Она закрылась обеими руками, как перед прыжком в воду — что вы! Выиграла еще двести, уже стало четыреста. Потом предложила поставить по четыреста, лицо ее горело. Он отсчитал, теперь у них восемьсот в банке, надо же! Подал ей две карты, всего лишь король и дама, семь очков, еще десятка — семнадцать. Рискнуть?

— Ваши.

Он показал два туза и смахнул сразу восемьсот рублей. А у нее слезы так и хлынули. Вскочила, побежала, умылась, глянула на себя в зеркало — гос-споди, какие глаза отчаянные! Вернулась и объявила:

— Ой нет, я так не играю! Давайте во что-нибудь другое.

— Ух жарко, можно я куртку сниму? — Снял. У него малиновые подтяжки, широкие такие, фирма, со сверкающими застежками, видна волосатая грудь. — А тебе не жарко? Зачем красивая девушка скрывает свои лучшие качества?

— Как это?
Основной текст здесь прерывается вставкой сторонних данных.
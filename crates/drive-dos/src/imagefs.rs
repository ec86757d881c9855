//! In-memory disk image with classic Commodore geometry.
//!
//! 35 tracks with variable sectors per track:
//!   Tracks  1-17: 21 sectors (zone 0)
//!   Tracks 18-24: 19 sectors (zone 1)
//!   Tracks 25-30: 18 sectors (zone 2)
//!   Tracks 31-35: 17 sectors (zone 3)
//!
//! File data lives in sector chains: bytes 0..1 of each sector hold the
//! next track/sector, track 0 terminates the chain and the second byte
//! then holds the index of the last valid byte. The catalog (names,
//! kinds, subdirectories) is kept beside the sector store, so the
//! command layer and the loaders both see the same chains without a
//! directory-sector format getting in the way.

use crate::fs::{DirEntry, DirHandle, EntryKind, FileOps, FsError, MatchFlags, name_matches};

/// Bytes per sector.
pub const SECTOR_SIZE: usize = 256;

/// Payload bytes per chained sector (after the 2-byte link).
pub const CHAIN_PAYLOAD: usize = SECTOR_SIZE - 2;

/// Sectors per track, indexed by track number (1-based, index 0 unused).
const SECTORS_PER_TRACK: [u8; 36] = [
    0, // track 0 doesn't exist
    21, 21, 21, 21, 21, 21, 21, 21, 21, 21, 21, 21, 21, 21, 21, 21, 21, // 1-17
    19, 19, 19, 19, 19, 19, 19, // 18-24
    18, 18, 18, 18, 18, 18, // 25-30
    17, 17, 17, 17, 17, // 31-35
];

/// Byte offset of the first sector of each track (1-indexed).
const TRACK_OFFSETS: [usize; 36] = {
    let mut offsets = [0usize; 36];
    let mut track = 1;
    let mut offset = 0;
    while track < 36 {
        offsets[track] = offset;
        offset += SECTORS_PER_TRACK[track] as usize * SECTOR_SIZE;
        track += 1;
    }
    offsets
};

/// Total sectors on the medium.
const TOTAL_SECTORS: usize = 683;

/// Root directory handle.
pub const ROOT_DIR: DirHandle = 0;

/// Sectors on a given track; 0 for invalid tracks.
#[must_use]
pub fn sectors_per_track(track: u8) -> u8 {
    if (1..=35).contains(&track) {
        SECTORS_PER_TRACK[track as usize]
    } else {
        0
    }
}

/// Byte offset of a sector within the image, `None` when out of range.
fn sector_offset(track: u8, sector: u8) -> Option<usize> {
    if !(1..=35).contains(&track) {
        return None;
    }
    if sector >= SECTORS_PER_TRACK[track as usize] {
        return None;
    }
    Some(TRACK_OFFSETS[track as usize] + sector as usize * SECTOR_SIZE)
}

struct CatEntry {
    /// Directory handle when `kind` is a directory.
    id: DirHandle,
    parent: DirHandle,
    name: Vec<u8>,
    kind: EntryKind,
    hidden: bool,
    /// First sector of the chain for files.
    start: (u8, u8),
}

impl CatEntry {
    fn to_dir_entry(&self) -> DirEntry {
        DirEntry {
            name: self.name.clone(),
            kind: self.kind,
            hidden: self.hidden,
            id: match self.kind {
                EntryKind::Directory => self.id,
                EntryKind::File => u32::from(self.start.0) << 8 | u32::from(self.start.1),
            },
        }
    }
}

/// Mounted in-memory disk image.
pub struct ImageFs {
    data: Vec<u8>,
    used: Vec<bool>,
    catalog: Vec<CatEntry>,
    next_dir_id: DirHandle,
    iter: Option<(DirHandle, usize)>,
}

impl ImageFs {
    /// Blank image, empty root directory.
    #[must_use]
    pub fn new() -> Self {
        Self {
            data: vec![0; TOTAL_SECTORS * SECTOR_SIZE],
            used: vec![false; TOTAL_SECTORS],
            catalog: Vec::new(),
            next_dir_id: ROOT_DIR + 1,
            iter: None,
        }
    }

    fn dir_exists(&self, dir: DirHandle) -> bool {
        dir == ROOT_DIR
            || self
                .catalog
                .iter()
                .any(|e| e.kind == EntryKind::Directory && e.id == dir)
    }

    fn find_entry(&self, dir: DirHandle, name: &[u8]) -> Option<usize> {
        self.catalog
            .iter()
            .position(|e| e.parent == dir && e.name == name)
    }

    /// Absolute index of the next free sector, allocated track-first.
    fn allocate_sector(&mut self) -> Option<(u8, u8)> {
        for track in 1..=35u8 {
            for sector in 0..SECTORS_PER_TRACK[track as usize] {
                let index = (TRACK_OFFSETS[track as usize] / SECTOR_SIZE) + sector as usize;
                if !self.used[index] {
                    self.used[index] = true;
                    return Some((track, sector));
                }
            }
        }
        None
    }

    fn free_chain(&mut self, mut track: u8, mut sector: u8) {
        while track != 0 {
            let Some(offset) = sector_offset(track, sector) else {
                return;
            };
            self.used[offset / SECTOR_SIZE] = false;
            track = self.data[offset];
            sector = self.data[offset + 1];
        }
    }

    /// Create a file from raw content, building its sector chain.
    /// Returns the first track/sector.
    pub fn add_file(
        &mut self,
        dir: DirHandle,
        name: &[u8],
        content: &[u8],
    ) -> Result<(u8, u8), FsError> {
        if self.find_entry(dir, name).is_some() {
            return Err(FsError::Exists);
        }

        let chunks: Vec<&[u8]> = if content.is_empty() {
            vec![&[][..]]
        } else {
            content.chunks(CHAIN_PAYLOAD).collect()
        };

        let mut sectors = Vec::with_capacity(chunks.len());
        for _ in &chunks {
            sectors.push(self.allocate_sector().ok_or(FsError::BadSector {
                track: 0,
                sector: 0,
            })?);
        }

        for (i, chunk) in chunks.iter().enumerate() {
            let (track, sector) = sectors[i];
            let offset = sector_offset(track, sector).expect("allocated sector is valid");
            let link = if i + 1 < sectors.len() {
                sectors[i + 1]
            } else {
                // Chain end: second byte is the index of the last valid byte
                (0, (chunk.len() + 1) as u8)
            };
            self.data[offset] = link.0;
            self.data[offset + 1] = link.1;
            self.data[offset + 2..offset + 2 + chunk.len()].copy_from_slice(chunk);
        }

        self.catalog.push(CatEntry {
            id: 0,
            parent: dir,
            name: name.to_vec(),
            kind: EntryKind::File,
            hidden: false,
            start: sectors[0],
        });
        Ok(sectors[0])
    }

    /// Create a subdirectory and return its handle.
    pub fn add_dir(&mut self, dir: DirHandle, name: &[u8]) -> Result<DirHandle, FsError> {
        if self.find_entry(dir, name).is_some() {
            return Err(FsError::Exists);
        }
        let id = self.next_dir_id;
        self.next_dir_id += 1;
        self.catalog.push(CatEntry {
            id,
            parent: dir,
            name: name.to_vec(),
            kind: EntryKind::Directory,
            hidden: false,
            start: (0, 0),
        });
        Ok(id)
    }

    /// Collect a file's content by walking its chain.
    #[must_use]
    pub fn read_chain(&self, mut track: u8, mut sector: u8) -> Vec<u8> {
        let mut out = Vec::new();
        while track != 0 {
            let Some(offset) = sector_offset(track, sector) else {
                break;
            };
            let next_track = self.data[offset];
            let next_sector = self.data[offset + 1];
            if next_track == 0 {
                let last = next_sector as usize;
                if last >= 2 {
                    out.extend_from_slice(&self.data[offset + 2..=offset + last]);
                }
                break;
            }
            out.extend_from_slice(&self.data[offset + 2..offset + SECTOR_SIZE]);
            track = next_track;
            sector = next_sector;
        }
        out
    }
}

impl Default for ImageFs {
    fn default() -> Self {
        Self::new()
    }
}

impl FileOps for ImageFs {
    fn read_sector(&mut self, track: u8, sector: u8, out: &mut [u8; 256]) -> Result<(), FsError> {
        let offset = sector_offset(track, sector).ok_or(FsError::BadSector { track, sector })?;
        out.copy_from_slice(&self.data[offset..offset + SECTOR_SIZE]);
        Ok(())
    }

    fn write_sector(&mut self, track: u8, sector: u8, data: &[u8; 256]) -> Result<(), FsError> {
        let offset = sector_offset(track, sector).ok_or(FsError::BadSector { track, sector })?;
        self.data[offset..offset + SECTOR_SIZE].copy_from_slice(data);
        Ok(())
    }

    fn open_dir(&mut self, dir: DirHandle) -> Result<(), FsError> {
        if !self.dir_exists(dir) {
            return Err(FsError::NotFound);
        }
        self.iter = Some((dir, 0));
        Ok(())
    }

    fn next_match(
        &mut self,
        pattern: &[u8],
        flags: MatchFlags,
    ) -> Result<Option<DirEntry>, FsError> {
        let Some((dir, mut pos)) = self.iter else {
            return Err(FsError::NotFound);
        };
        while pos < self.catalog.len() {
            let entry = &self.catalog[pos];
            pos += 1;
            if entry.parent != dir {
                continue;
            }
            if entry.hidden && !flags.contains(MatchFlags::HIDDEN) {
                continue;
            }
            if name_matches(pattern, &entry.name) {
                let found = entry.to_dir_entry();
                self.iter = Some((dir, pos));
                return Ok(Some(found));
            }
        }
        self.iter = Some((dir, pos));
        Ok(None)
    }

    fn first_match(
        &mut self,
        dir: DirHandle,
        name: &[u8],
        flags: MatchFlags,
    ) -> Result<Option<DirEntry>, FsError> {
        if !self.dir_exists(dir) {
            return Err(FsError::NotFound);
        }
        Ok(self
            .catalog
            .iter()
            .filter(|e| e.parent == dir)
            .filter(|e| !e.hidden || flags.contains(MatchFlags::HIDDEN))
            .find(|e| name_matches(name, &e.name))
            .map(CatEntry::to_dir_entry))
    }

    fn file_delete(&mut self, dir: DirHandle, name: &[u8]) -> Result<u8, FsError> {
        let idx = self.find_entry(dir, name).ok_or(FsError::NotFound)?;
        match self.catalog[idx].kind {
            EntryKind::File => {
                let (track, sector) = self.catalog[idx].start;
                self.free_chain(track, sector);
            }
            EntryKind::Directory => {
                let id = self.catalog[idx].id;
                if self.catalog.iter().any(|e| e.parent == id) {
                    return Err(FsError::NotEmpty);
                }
            }
        }
        self.catalog.remove(idx);
        // Keep a live directory iteration in step with the shifted catalog
        if let Some((_, pos)) = self.iter.as_mut() {
            if *pos > idx {
                *pos -= 1;
            }
        }
        Ok(1)
    }

    fn mkdir(&mut self, dir: DirHandle, name: &[u8]) -> Result<(), FsError> {
        self.add_dir(dir, name).map(|_| ())
    }

    fn chdir(&mut self, dir: DirHandle, name: &[u8]) -> Result<DirHandle, FsError> {
        if name == b"_" {
            return self.parent_dir(dir);
        }
        let idx = self.find_entry(dir, name).ok_or(FsError::NotFound)?;
        match self.catalog[idx].kind {
            EntryKind::Directory => Ok(self.catalog[idx].id),
            // A file name here means "mount this as an image"; nested
            // images are not supported on this medium.
            EntryKind::File => Err(FsError::InvalidImage),
        }
    }

    fn parent_dir(&mut self, dir: DirHandle) -> Result<DirHandle, FsError> {
        if dir == ROOT_DIR {
            return Ok(ROOT_DIR);
        }
        self.catalog
            .iter()
            .find(|e| e.kind == EntryKind::Directory && e.id == dir)
            .map(|e| e.parent)
            .ok_or(FsError::NotFound)
    }

    fn rename(&mut self, dir: DirHandle, old: &[u8], new: &[u8]) -> Result<(), FsError> {
        if self.find_entry(dir, new).is_some() {
            return Err(FsError::Exists);
        }
        let idx = self.find_entry(dir, old).ok_or(FsError::NotFound)?;
        self.catalog[idx].name = new.to_vec();
        Ok(())
    }

    fn root_dir(&self) -> DirHandle {
        ROOT_DIR
    }
}
//! Fast-loader protocol state machines.
//!
//! A title uploads its drive code through memory writes; the command
//! parser fingerprints the stream and arms the matching loader. Once the
//! host releases ATN, [`run_pending`] hands control to that loader's
//! routine, which bit-bangs CLOCK/DATA in its own dialect until the title
//! exits the loader or the host yanks ATN (bus reset).
//!
//! Every loader shares the escape contract: ATN asserted outside an
//! expected handshake ends the session cleanly — release both lines,
//! free the loader's buffers, flash both LEDs as a visual cue. Protocol
//! violations additionally report UNKNOWN DRIVE CODE.

use drive_dos::{Drive, LoaderKind};
use iec_bus::IecPort;
use log::warn;

mod anotherworld;
mod iffl;
mod wingsoffury;

/// The host asserted ATN outside a handshake: leave the loader.
#[derive(Debug, Clone, Copy, PartialEq, Eq)]
pub(crate) struct Abort;

/// Run the armed loader, if any. Control transfers only once the host
/// has released ATN; with ATN still low the loader stays pending and
/// the call returns `false`.
pub fn run_pending(drive: &mut Drive, port: &mut dyn IecPort) -> bool {
    if drive.state.pending_loader.is_none() {
        return false;
    }
    if !port.bus_read().atn() {
        return false;
    }
    let kind = drive
        .state
        .pending_loader
        .take()
        .expect("pending loader checked above");
    run_loader(kind, drive, port);
    true
}

/// Dispatch one loader routine to completion.
pub fn run_loader(kind: LoaderKind, drive: &mut Drive, port: &mut dyn IecPort) {
    match kind {
        LoaderKind::AnotherWorld => anotherworld::run(drive, port),
        LoaderKind::IfflScan => iffl::scan(drive, port),
        LoaderKind::IfflLoad => iffl::run(drive, port),
        LoaderKind::WingsOfFury => wingsoffury::run(drive, port),
        LoaderKind::Turbodisk => {
            // Detection keeps the upload sequence happy, but the byte
            // protocol itself is not implemented
            warn!("turbodisk transfer requested, not implemented");
        }
    }
}

/// Visual cue that a loader session ended.
pub(crate) fn flash_leds(port: &mut dyn IecPort) {
    port.set_dirty_led(true);
    port.set_busy_led(true);
    port.delay_ms(200);
    port.set_dirty_led(false);
    port.set_busy_led(false);
}
//! The drive aggregate: everything a command or a loader can touch.

use crate::buffers::{BufferPool, ERROR_BUFFER, SectorRef};
use crate::doscmd::COMMAND_BUFFER_SIZE;
use crate::eeprom::{Eeprom, read_configuration};
use crate::fs::Partition;
use crate::state::{DriveConfig, DriveState};
use crate::status::{DosError, ErrorCode, format_status};

/// Command bytes accumulated by the bus layer, CR-terminated.
pub struct CommandBuffer {
    pub data: [u8; COMMAND_BUFFER_SIZE + 2],
    pub len: usize,
}

impl CommandBuffer {
    fn new() -> Self {
        Self {
            data: [0; COMMAND_BUFFER_SIZE + 2],
            len: 0,
        }
    }

    /// The received bytes.
    #[must_use]
    pub fn bytes(&self) -> &[u8] {
        &self.data[..self.len]
    }
}

/// One emulated drive: configuration, mutable state, buffer pool,
/// partition table, EEPROM and the command buffer.
pub struct Drive {
    pub config: DriveConfig,
    pub state: DriveState,
    pub buffers: BufferPool,
    pub partitions: Vec<Partition>,
    pub eeprom: Box<dyn Eeprom>,
    pub command: CommandBuffer,
    current_status: DosError,
    restart: Option<Box<dyn FnMut()>>,
}

impl Drive {
    /// Assemble a drive. Settings persisted in the EEPROM are applied
    /// over the defaults when the stored record is intact.
    #[must_use]
    pub fn new(config: DriveConfig, partitions: Vec<Partition>, eeprom: Box<dyn Eeprom>) -> Self {
        assert!(!partitions.is_empty(), "at least one partition required");
        let mut state = DriveState::default();
        read_configuration(eeprom.as_ref(), &mut state);
        let mut drive = Self {
            config,
            state,
            buffers: BufferPool::new(),
            partitions,
            eeprom,
            command: CommandBuffer::new(),
            current_status: DosError::new(ErrorCode::Ok),
            restart: None,
        };
        drive.set_error(ErrorCode::Ok);
        drive
    }

    /// Install the routine the hard-reset command jumps to.
    pub fn set_restart_hook(&mut self, hook: Box<dyn FnMut()>) {
        self.restart = Some(hook);
    }

    /// Invoke the hard-reset hook, if any.
    pub(crate) fn trigger_restart(&mut self) {
        if let Some(hook) = self.restart.as_mut() {
            hook();
        }
    }

    /// Copy a received command into the buffer. Hosts that send more than
    /// the capacity get a truncated command, which the parser reports as
    /// too long.
    pub fn queue_command(&mut self, bytes: &[u8]) {
        let len = bytes.len().min(COMMAND_BUFFER_SIZE);
        self.command.data[..len].copy_from_slice(&bytes[..len]);
        self.command.len = len;
    }

    // --- Status channel ---

    /// Set the status with zero track/sector.
    pub fn set_error(&mut self, code: ErrorCode) {
        self.set_error_ts(code, 0, 0);
    }

    /// Set the status with auxiliary values and render the line into the
    /// error buffer.
    pub fn set_error_ts(&mut self, code: ErrorCode, track: u8, sector: u8) {
        self.current_status = DosError::with_ts(code, track, sector);
        let line = format_status(code, track, sector);
        let buf = self.buffers.buf_mut(ERROR_BUFFER);
        buf.data[..line.len()].copy_from_slice(&line);
        buf.position = 0;
        buf.lastused = (line.len() - 1) as u8;
    }

    /// Set the status from a parser error.
    pub fn set_dos_error(&mut self, err: DosError) {
        self.set_error_ts(err.code, err.track, err.sector);
    }

    /// Current status tuple (for tests and the event loop).
    #[must_use]
    pub fn current_status(&self) -> DosError {
        self.current_status
    }

    /// Read channel 15: drains the error buffer and resets the status
    /// to OK.
    pub fn read_error_channel(&mut self) -> Vec<u8> {
        let buf = self.buffers.buf(ERROR_BUFFER);
        let out = if buf.window_valid() && buf.position <= buf.lastused {
            buf.data[usize::from(buf.position)..=usize::from(buf.lastused)].to_vec()
        } else {
            Vec::new()
        };
        self.set_error(ErrorCode::Ok);
        out
    }

    // --- Buffers ---

    /// What `OPEN "#"` does: bind a pool buffer to a user channel.
    pub fn open_buffer_channel(&mut self, channel: u8) -> Result<usize, DosError> {
        let idx = self
            .buffers
            .allocate_user(channel)
            .ok_or(DosError::new(ErrorCode::NoChannel))?;
        self.buffers.buf_mut(idx).secondary = channel;
        Ok(idx)
    }

    /// Free one buffer, flushing its write-back sector first.
    pub fn free_buffer(&mut self, idx: usize) -> Result<(), DosError> {
        if let Some(SectorRef {
            part,
            track,
            sector,
        }) = self.buffers.buf_mut(idx).writeback.take()
        {
            self.write_sector(idx, part, track, sector)?;
        }
        self.buffers.release(idx);
        Ok(())
    }

    /// Free buffers in bulk; with `keep_system` the loader-owned ones
    /// survive.
    pub fn free_all_buffers(&mut self, keep_system: bool) -> Result<(), DosError> {
        for idx in self.buffers.allocated_indices(keep_system) {
            self.free_buffer(idx)?;
        }
        Ok(())
    }

    // --- Sector I/O through the partition table ---

    fn check_part(&self, part: u8) -> Result<usize, DosError> {
        if (part as usize) < self.partitions.len() {
            Ok(part as usize)
        } else {
            Err(DosError::with_ts(
                ErrorCode::PartitionIllegal,
                part.wrapping_add(1),
                0,
            ))
        }
    }

    /// Read a sector into a pool buffer and remember it as the most
    /// recently read one.
    pub fn read_sector(
        &mut self,
        idx: usize,
        part: u8,
        track: u8,
        sector: u8,
    ) -> Result<(), DosError> {
        let p = self.check_part(part)?;
        let buf = self.buffers.buf_mut(idx);
        self.partitions[p]
            .fs
            .read_sector(track, sector, &mut buf.data)?;
        self.state.last_read = (track, sector);
        Ok(())
    }

    /// Write a pool buffer out to a sector.
    pub fn write_sector(
        &mut self,
        idx: usize,
        part: u8,
        track: u8,
        sector: u8,
    ) -> Result<(), DosError> {
        let p = self.check_part(part)?;
        let buf = self.buffers.buf(idx);
        self.partitions[p].fs.write_sector(track, sector, &buf.data)?;
        Ok(())
    }
}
Я не скрываю.

— Влезла в брюки, прячешь свою природу, такие ноги.

— Ну, это ваше поколение — на ноги, на талию, а наше — только на фирму. Фигура сейчас ничего не значит.

— Всегда значила, Сонечка, и будет значить. Для мужчин.

— Ответьте мне на вопрос, кто будет иметь успех на дискотеке — фигура экстракласс с ног до головы, или без всякой фигуры, зато с ног до головы в фирме? Все будут пялиться только на фирму, тут и спору нет.

— Я придумал игру, Сонечка, — за каждую пуговицу по десятке.

— Как это?

— Ты расстегиваешь пуговицу, получаешь десятку, расстегиваешь другую, еще десятку.

А где у нее пуговицы? Нет у нее пуговиц, тут молния, там крючок, жалко, что лето, вот зимой поиграть бы в такую игру. А он вытащил новую пачку в банковской упаковке, опять ее любимые десятки, и сказал, что это у него пенсия за два месяца.

— Сколько же вы получаете? — изумилась Соня.

— Пятьсот семнадцать рублей сорок копеек ежемесячно.

— Ну что вы мне такие сказки рассказываете, Михаил Ефимович!

— Это действительно сказка, Сонечка. Представь себе, не такси разбилось, не трамвай столкнулся — самолет грохнулся!

— Ужас какой. И все погибли?

— А я остался, взят на содержание гражданской авиации, что тут удивительного? Единственный в своем роде пенсионер, чем я хуже других, каких-то там персональных? — Он разорвал на пачке бумажную крестовину.

— А можно я ее подержу? Я тысячу рублей еще руками не трогала. — Лицо у нее горело, но если бы только лицо, у нее соски просто пылали, хотелось почесать ужасно.

Взяла пачку, чуть согнула, выпустила по одной из-под ногтя, они упруго щелкали, номера шли один за другим, вздохнула и возвратила.

— Начали?

Как жаль, что у нее мало шансов. Она расстегнула верхнюю пуговицу своего батника, и он положил на черный полированный столик розовенькую — красиво-то как. Она расстегнула еще пуговичку, он еще положил... Всего пять пуговичек спереди, еще две на рукавах — не густо.

— А на джинсах у меня молния!

— Платим аккордно. — И он выложил три десятки.

— Неправильно! Молния заменяет десять пуговиц.

Он добавил еще семь. Сколько теперь? Мало, не набралось даже двухсот, а она осталась уже в трусиках без единой пуговицы, и на бюстгалтере всего два крючка.

— А теперь ставка удваивается.

Сзади на лифчике у нее два крючка — раз! — и он положил две десятки. — Раз! — и еще две десятки. Она уже все сняла — почти все, что делать?

Надо иметь голову на плечах.

— А теперь вы раздевайтесь! — Соски ее горели, спасу нет, она почесала ноготками, пусть он отвернется. — И за свою молнию тоже аккордно!

Он отдал ей всю пачку с маленькой просьбой — не выключать свет. Он втемную не играет, он платит только за то, что видит, за красоту.

— А что важнее, красота или деньги?

Разумеется, красота, а по мнению Сони, деньги, уж извините за откровенность, но спорить не будем.

Домой он, конечно, не поехал. Утром у нее все болело, а он вообще не мог встать. Она давала ему сначала таблетки от давления, а потом вызывала скорую, чтобы сделали укол. Кое-как Михаил Ефимович оклемался, выпил стопочку коньяка, ожил. Мало того, до прихода Ирины Григорьевны они сумели сыграть еще одну партию.